The Sand Creek Massacre of 1864, the isolating of people on God-forsaken moonscape locations called reservations and the caricature of mascots in headdress running up and down sidelines whooping it up — well, those are important memories, all right. Yes, they all have their place.
But really, how can anyone forget Dec. 8, 1940, when the Redskins got more first downs in the NFL championship game than the Chicago Bears but still lost, 73-0! What a warm, fuzzy, gooey cuddle that is. What a good reason to keep "Redskins" name around.
"We have a rich, complicated history," said Greg Sarris of the Federated Indians of the Graton Rancheria. "To reduce us to stereotypes, to ignore the past, to ignore the genocide, is not only demeaning, it's dangerous as well. When I first started pushing for a casino, I saw bumper stickers that read, 'Not Here Tonto.' I would receive hate mail that would read, 'The only good Indian is a dead Indian.' "
Those words are from five years ago, not 200 years ago. The words haven't changed, only the years have. That they lasted this long reveals one thing. "Redskins" is not a compliment. Neither is "Braves" or "Chiefs" or "Indians." Neither is the Tomahawk Chop or war paint. All that strikes one image to Sarris.

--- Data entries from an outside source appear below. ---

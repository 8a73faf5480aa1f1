// src/config.rs
use anyhow::{Context, Result};
use serde::Deserialize;
use std::path::{Path, PathBuf};
use std::time::Duration;

pub const CONFIG_ENV: &str = "SERIAL_PARSER_CONFIG";
pub const DEFAULT_CONFIG_FILE: &str = "serial-parser.json";

/// 启动配置，所有字段都有默认值
#[derive(Clone, Debug, Deserialize, PartialEq)]
#[serde(default)]
pub struct AppConfig {
    /// Lines kept in the live view.
    pub window_size: usize,
    pub read_timeout_ms: u64,
    pub baud_rates: Vec<u32>,
    pub default_baud: u32,
    pub delimiter: String,
    pub export_filename: String,
    pub simulation: SimulationConfig,
}

impl Default for AppConfig {
    fn default() -> Self {
        Self {
            window_size: 30,
            read_timeout_ms: 20,
            baud_rates: vec![
                300, 1200, 2400, 4800, 9600, 19200, 38400, 57600, 74880, 115200, 230400, 250000,
            ],
            default_baud: 9600,
            delimiter: ",".to_owned(),
            export_filename: "data".to_owned(),
            simulation: SimulationConfig::default(),
        }
    }
}

// 模拟设备参数
#[derive(Clone, Debug, Deserialize, PartialEq)]
#[serde(default)]
pub struct SimulationConfig {
    pub channels: usize,
    pub period_ms: u64,
    pub glitch_rate: f64,
    pub seed: Option<u64>,
}

impl Default for SimulationConfig {
    fn default() -> Self {
        Self { channels: 4, period_ms: 50, glitch_rate: 0.02, seed: None }
    }
}

impl SimulationConfig {
    pub fn period(&self) -> Duration {
        Duration::from_millis(self.period_ms)
    }
}

impl AppConfig {
    pub fn read_timeout(&self) -> Duration {
        Duration::from_millis(self.read_timeout_ms.max(1))
    }

    /// 环境变量指定的路径优先，否则读取当前目录下的默认文件
    pub fn config_path() -> PathBuf {
        std::env::var_os(CONFIG_ENV)
            .map(PathBuf::from)
            .unwrap_or_else(|| PathBuf::from(DEFAULT_CONFIG_FILE))
    }

    /// A missing file means defaults; an unreadable or malformed one is an error.
    pub fn load_from(path: &Path) -> Result<Self> {
        if !path.exists() {
            return Ok(Self::default());
        }
        let text = std::fs::read_to_string(path)
            .with_context(|| format!("failed to read config {}", path.display()))?;
        let config: AppConfig = serde_json::from_str(&text)
            .with_context(|| format!("invalid config {}", path.display()))?;
        Ok(config.sanitized())
    }

    pub fn load() -> Self {
        let path = Self::config_path();
        match Self::load_from(&path) {
            Ok(config) => config,
            Err(e) => {
                log::warn!("{e:#}; falling back to defaults");
                Self::default()
            }
        }
    }

    fn sanitized(mut self) -> Self {
        if self.baud_rates.is_empty() {
            self.baud_rates = Self::default().baud_rates;
        }
        if !self.baud_rates.contains(&self.default_baud) {
            self.baud_rates.push(self.default_baud);
            self.baud_rates.sort_unstable();
        }
        self.window_size = self.window_size.max(1);
        self
    }
}

#[cfg(test)]
mod tests {
    use super::*;
    use std::io::Write;

    #[test]
    fn missing_file_gives_defaults() {
        let dir = tempfile::tempdir().unwrap();
        let config = AppConfig::load_from(&dir.path().join("nope.json")).unwrap();
        assert_eq!(config, AppConfig::default());
        assert_eq!(config.window_size, 30);
        assert_eq!(config.read_timeout(), Duration::from_millis(20));
    }

    #[test]
    fn partial_file_overrides_some_fields() {
        let mut file = tempfile::NamedTempFile::new().unwrap();
        write!(file, r#"{{"window_size": 10, "default_baud": 31250, "simulation": {{"channels": 8}}}}"#).unwrap();
        let config = AppConfig::load_from(file.path()).unwrap();
        assert_eq!(config.window_size, 10);
        assert_eq!(config.simulation.channels, 8);
        assert_eq!(config.simulation.period_ms, 50);
        assert!(config.baud_rates.contains(&31250));
        assert_eq!(config.delimiter, ",");
    }

    #[test]
    fn malformed_file_is_an_error() {
        let mut file = tempfile::NamedTempFile::new().unwrap();
        write!(file, "window_size = 3").unwrap();
        assert!(AppConfig::load_from(file.path()).is_err());
    }
}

"Wagon burners," Sarris said. "Dangerous people." People who scare. People who live for the spilling of blood. Is that how a white person would want to be seen? Of course not, but a separation exists between the cultures, one that Reg Elgin observed Sept. 27.

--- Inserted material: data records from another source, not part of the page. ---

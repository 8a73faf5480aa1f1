// 串口数据解析核心：分词、校准、日志、导出
pub mod bootstrap;
pub mod calibration;
pub mod datalog;
pub mod error;
pub mod export;
pub mod pipeline;
pub mod serial;
pub mod source;
pub mod tokenizer;
// 公开导出常用类型，方便外部调用
pub use calibration::ResizeStep;
pub use datalog::ParsedLine;
pub use error::ParserError;
pub use export::FileType;
pub use pipeline::{IngestionPipeline, Tick};
pub use serial::{available_ports, SerialSession};
pub use source::{LineSource, SimulatedSource};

Elgin, 75, is a former tribal elder and cultural adviser to the Pomos. On that date, Elgin attended the 46th Annual Native American Days celebration at the state capitol in Sacramento.
"Governor (Jerry) Brown invited Indians from all over the state to attend," Elgin said. "It was the first time a California governor did that."

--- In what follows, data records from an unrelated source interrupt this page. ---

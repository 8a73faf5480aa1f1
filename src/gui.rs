// src/gui.rs
use eframe::egui;
use egui::Color32;
use egui_plot::{Line, Plot, PlotPoints};
use std::sync::mpsc::{channel, Receiver, Sender};
use crate::config::AppConfig;
use crate::engine;
use crate::parser::{FileType, ParsedLine};
use crate::types::*;

const CHANNEL_COLORS: [Color32; 8] = [
    Color32::from_rgb(0, 255, 255),
    Color32::YELLOW,
    Color32::from_rgb(255, 0, 255),
    Color32::from_rgb(0, 255, 120),
    Color32::from_rgb(255, 140, 0),
    Color32::from_rgb(120, 160, 255),
    Color32::RED,
    Color32::WHITE,
];

pub struct SerialParserApp {
    // 系统状态
    is_connected: bool,
    is_ingesting: bool,
    delimiter_ready: bool,
    connection_mode: ConnectionMode,

    // 串口设置
    ports: Vec<String>,
    selected_port: String,
    baud_rates: Vec<u32>,
    selected_baud: u32,
    delimiter_input: String,

    // 校准 (下拉框选项与后台逐个同步)
    channel_options: Vec<String>,
    selected_channel: Option<usize>,
    calibration: Vec<f64>,
    factor_input: String,

    // 显示窗口
    window: Vec<ParsedLine>,

    // 导出
    export_filename: String,
    file_type: FileType,

    // 界面日志
    log_messages: Vec<String>,

    // 通讯管道
    rx: Receiver<EngineMessage>,
    tx_cmd: Sender<GuiCommand>,
}

impl SerialParserApp {
    pub fn new(config: AppConfig) -> Self {
        let (tx, rx) = channel();
        let (tx_cmd, rx_cmd) = channel();

        let selected_baud = config.default_baud;
        let baud_rates = config.baud_rates.clone();
        let delimiter_input = config.delimiter.clone();
        let export_filename = config.export_filename.clone();

        // 启动后台引擎
        engine::spawn_thread(config, tx, rx_cmd);

        Self {
            is_connected: false, is_ingesting: false, delimiter_ready: false,
            connection_mode: ConnectionMode::Hardware,
            ports: Vec::new(), selected_port: String::new(),
            baud_rates, selected_baud, delimiter_input,
            channel_options: Vec::new(), selected_channel: None,
            calibration: Vec::new(), factor_input: String::new(),
            window: Vec::new(),
            export_filename, file_type: FileType::Csv,
            log_messages: vec!["Serial Parser Ready.".to_owned()],
            rx, tx_cmd,
        }
    }

    fn log(&mut self, msg: &str) {
        self.log_messages.push(format!("> {}", msg));
        if self.log_messages.len() > 8 { self.log_messages.remove(0); }
    }

    fn send(&self, cmd: GuiCommand) {
        self.tx_cmd.send(cmd).ok();
    }

    fn apply_message(&mut self, msg: EngineMessage) {
        match msg {
            EngineMessage::Log(s) => self.log(&s),
            EngineMessage::Ports(ports) => {
                if !ports.contains(&self.selected_port) {
                    self.selected_port = ports.first().cloned().unwrap_or_default();
                }
                self.ports = ports;
            }
            EngineMessage::Status(b) => self.is_connected = b,
            EngineMessage::DelimiterReady(b) => self.delimiter_ready = b,
            EngineMessage::Ingesting(b) => self.is_ingesting = b,
            EngineMessage::ChannelAdded(index) => {
                self.channel_options.truncate(index);
                self.channel_options.push(format!("Input {}", index + 1));
            }
            EngineMessage::ChannelRemoved(index) => {
                self.channel_options.truncate(index);
                if self.selected_channel.is_some_and(|c| c >= index) {
                    self.selected_channel = None;
                }
            }
            EngineMessage::Calibration(factors) => self.calibration = factors,
            EngineMessage::Window(lines) => self.window = lines,
            EngineMessage::Exported(path) => self.log(&format!("Export OK: {}", path.display())),
            EngineMessage::ExportFailed(e) => self.log(&format!("❌ Export Failed: {}", e)),
        }
    }

    fn connection_ui(&mut self, ui: &mut egui::Ui) {
        ui.horizontal(|ui| {
            ui.selectable_value(&mut self.connection_mode, ConnectionMode::Simulation, "SIM");
            ui.selectable_value(&mut self.connection_mode, ConnectionMode::Hardware, "REAL");
        });

        if self.connection_mode == ConnectionMode::Hardware {
            let port_text = if self.selected_port.is_empty() { "(no port)".to_owned() } else { self.selected_port.clone() };
            ui.horizontal(|ui| {
                egui::ComboBox::from_id_source("port_combo")
                    .selected_text(port_text)
                    .show_ui(ui, |ui| {
                        for p in &self.ports {
                            ui.selectable_value(&mut self.selected_port, p.clone(), p.as_str());
                        }
                    });
                if ui.button("🔄").clicked() { self.send(GuiCommand::RefreshPorts); }
            });
        }

        let before = self.selected_baud;
        egui::ComboBox::from_id_source("baud_combo")
            .selected_text(format!("{} baud", self.selected_baud))
            .show_ui(ui, |ui| {
                for rate in &self.baud_rates {
                    ui.selectable_value(&mut self.selected_baud, *rate, format!("{} baud", rate));
                }
            });
        if self.selected_baud != before && self.is_connected {
            self.send(GuiCommand::SetBaudRate(self.selected_baud));
        }

        let btn_txt = if self.is_connected { "DISCONNECT" } else { "CONNECT" };
        let can_connect = self.is_connected
            || self.connection_mode == ConnectionMode::Simulation
            || !self.selected_port.is_empty();
        if ui.add_enabled(can_connect, egui::Button::new(btn_txt)).clicked() {
            if !self.is_connected {
                self.send(GuiCommand::Connect {
                    mode: self.connection_mode,
                    port: self.selected_port.clone(),
                    baud: self.selected_baud,
                });
            } else {
                self.send(GuiCommand::Disconnect);
            }
        }
    }

    fn parsing_ui(&mut self, ui: &mut egui::Ui) {
        ui.label("DELIMITER");
        ui.horizontal(|ui| {
            let resp = ui.add_enabled(
                !self.is_ingesting,
                egui::TextEdit::singleline(&mut self.delimiter_input).desired_width(80.0),
            );
            let entered = resp.lost_focus() && ui.input(|i| i.key_pressed(egui::Key::Enter));
            if ui.add_enabled(!self.is_ingesting, egui::Button::new("Apply")).clicked() || entered {
                self.send(GuiCommand::SetDelimiter(self.delimiter_input.clone()));
            }
        });

        let can_parse = self.is_connected && self.delimiter_ready;
        let parse_btn = if self.is_ingesting { "STOP PARSING" } else { "START PARSING" };
        if ui.add_enabled(can_parse, egui::Button::new(parse_btn)).clicked() {
            self.send(GuiCommand::ToggleIngestion);
        }
    }

    fn calibration_ui(&mut self, ui: &mut egui::Ui) {
        ui.label("CONVERSION FACTORS");
        let selected_text = self
            .selected_channel
            .and_then(|i| self.channel_options.get(i).cloned())
            .unwrap_or_else(|| "Select input".to_owned());
        let enabled = !self.channel_options.is_empty();
        ui.add_enabled_ui(enabled, |ui| {
            egui::ComboBox::from_id_source("factor_combo")
                .selected_text(selected_text)
                .show_ui(ui, |ui| {
                    for (i, name) in self.channel_options.iter().enumerate() {
                        ui.selectable_value(&mut self.selected_channel, Some(i), name.as_str());
                    }
                });
            if let Some(i) = self.selected_channel {
                if let Some(factor) = self.calibration.get(i) {
                    ui.label(format!("current: {}", factor));
                }
            }
            ui.horizontal(|ui| {
                let resp = ui.text_edit_singleline(&mut self.factor_input);
                let entered = resp.lost_focus() && ui.input(|i| i.key_pressed(egui::Key::Enter));
                if ui.button("Set").clicked() || entered {
                    if let Some(index) = self.selected_channel {
                        self.send(GuiCommand::SetCalibration { index, value: self.factor_input.clone() });
                    }
                }
            });
        });
    }

    fn export_ui(&mut self, ui: &mut egui::Ui) {
        ui.label("SAVE DATA");
        ui.horizontal(|ui| {
            ui.add(egui::TextEdit::singleline(&mut self.export_filename).desired_width(140.0));
            egui::ComboBox::from_id_source("file_type_combo")
                .selected_text(self.file_type.extension())
                .show_ui(ui, |ui| {
                    for ft in FileType::ALL {
                        ui.selectable_value(&mut self.file_type, ft, ft.extension());
                    }
                });
        });
        if ui.add_enabled(!self.export_filename.is_empty(), egui::Button::new("💾 SAVE")).clicked() {
            self.send(GuiCommand::Export { filename: self.export_filename.clone(), file_type: self.file_type });
        }
    }

    fn plot_ui(&self, ui: &mut egui::Ui) {
        let channels = self.window.iter().map(|l| l.num_channels()).max().unwrap_or(0);
        Plot::new("scaled_plot")
            .view_aspect(2.0)
            .auto_bounds_x()
            .show(ui, |plot_ui| {
                for ch in 0..channels {
                    let points: Vec<[f64; 2]> = self
                        .window
                        .iter()
                        .enumerate()
                        .filter_map(|(x, line)| line.scaled_values().get(ch).map(|y| [x as f64, *y]))
                        .collect();
                    let col = CHANNEL_COLORS[ch % CHANNEL_COLORS.len()];
                    plot_ui.line(Line::new(PlotPoints::new(points)).name(format!("Input {}", ch + 1)).color(col));
                }
            });
    }
}

impl eframe::App for SerialParserApp {
    fn update(&mut self, ctx: &egui::Context, _frame: &mut eframe::Frame) {
        // 1. 消息处理 loop
        // 通道增删必须逐条处理，不能丢
        while let Ok(msg) = self.rx.try_recv() {
            self.apply_message(msg);
        }

        if self.is_ingesting { ctx.request_repaint(); }
        else { ctx.request_repaint_after(std::time::Duration::from_millis(100)); }

        // 2. UI 绘制
        let mut visuals = egui::Visuals::dark();
        visuals.widgets.noninteractive.bg_fill = Color32::from_rgb(10, 10, 15);
        ctx.set_visuals(visuals);

        egui::SidePanel::left("L").min_width(280.0).show(ctx, |ui| {
            ui.add_space(10.0);
            ui.heading("Serial Parser");
            ui.label("Delimited Stream Logger");
            ui.separator();

            self.connection_ui(ui);
            ui.add_space(10.0);
            self.parsing_ui(ui);
            ui.add_space(10.0);
            ui.separator();
            self.calibration_ui(ui);
            ui.add_space(10.0);
            ui.separator();
            self.export_ui(ui);

            ui.add_space(10.0);
            egui::ScrollArea::vertical().max_height(120.0).show(ui, |ui| {
                for m in &self.log_messages { ui.monospace(m); }
            });

            ui.add_space(10.0);
            if ui.button("QUIT").clicked() {
                ctx.send_viewport_cmd(egui::ViewportCommand::Close);
            }
        });

        egui::CentralPanel::default().show(ctx, |ui| {
            if !self.is_connected { ui.label("Connect first."); }
            else if !self.delimiter_ready { ui.label(egui::RichText::new("Enter a delimiter to detect channels").color(Color32::YELLOW)); }

            egui::ScrollArea::vertical().id_source("window_text").max_height(300.0).stick_to_bottom(true).show(ui, |ui| {
                for line in &self.window { ui.monospace(line.display()); }
            });
            ui.separator();
            self.plot_ui(ui);
        });
    }
}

Elgin stopped talking for a moment to let the information register. This celebration has been going on for 46 years and yet this is the first time a California governor extended a simple invite.
In Brown's proclamation on that Friday to the 55 tribes, he said: "In his 1851 address to the state legislature, our first governor Peter Hardeman Burnett famously said, 'A war of extermination will continue to be waged between the two races until the Indian race becomes extinct, must be expected.' "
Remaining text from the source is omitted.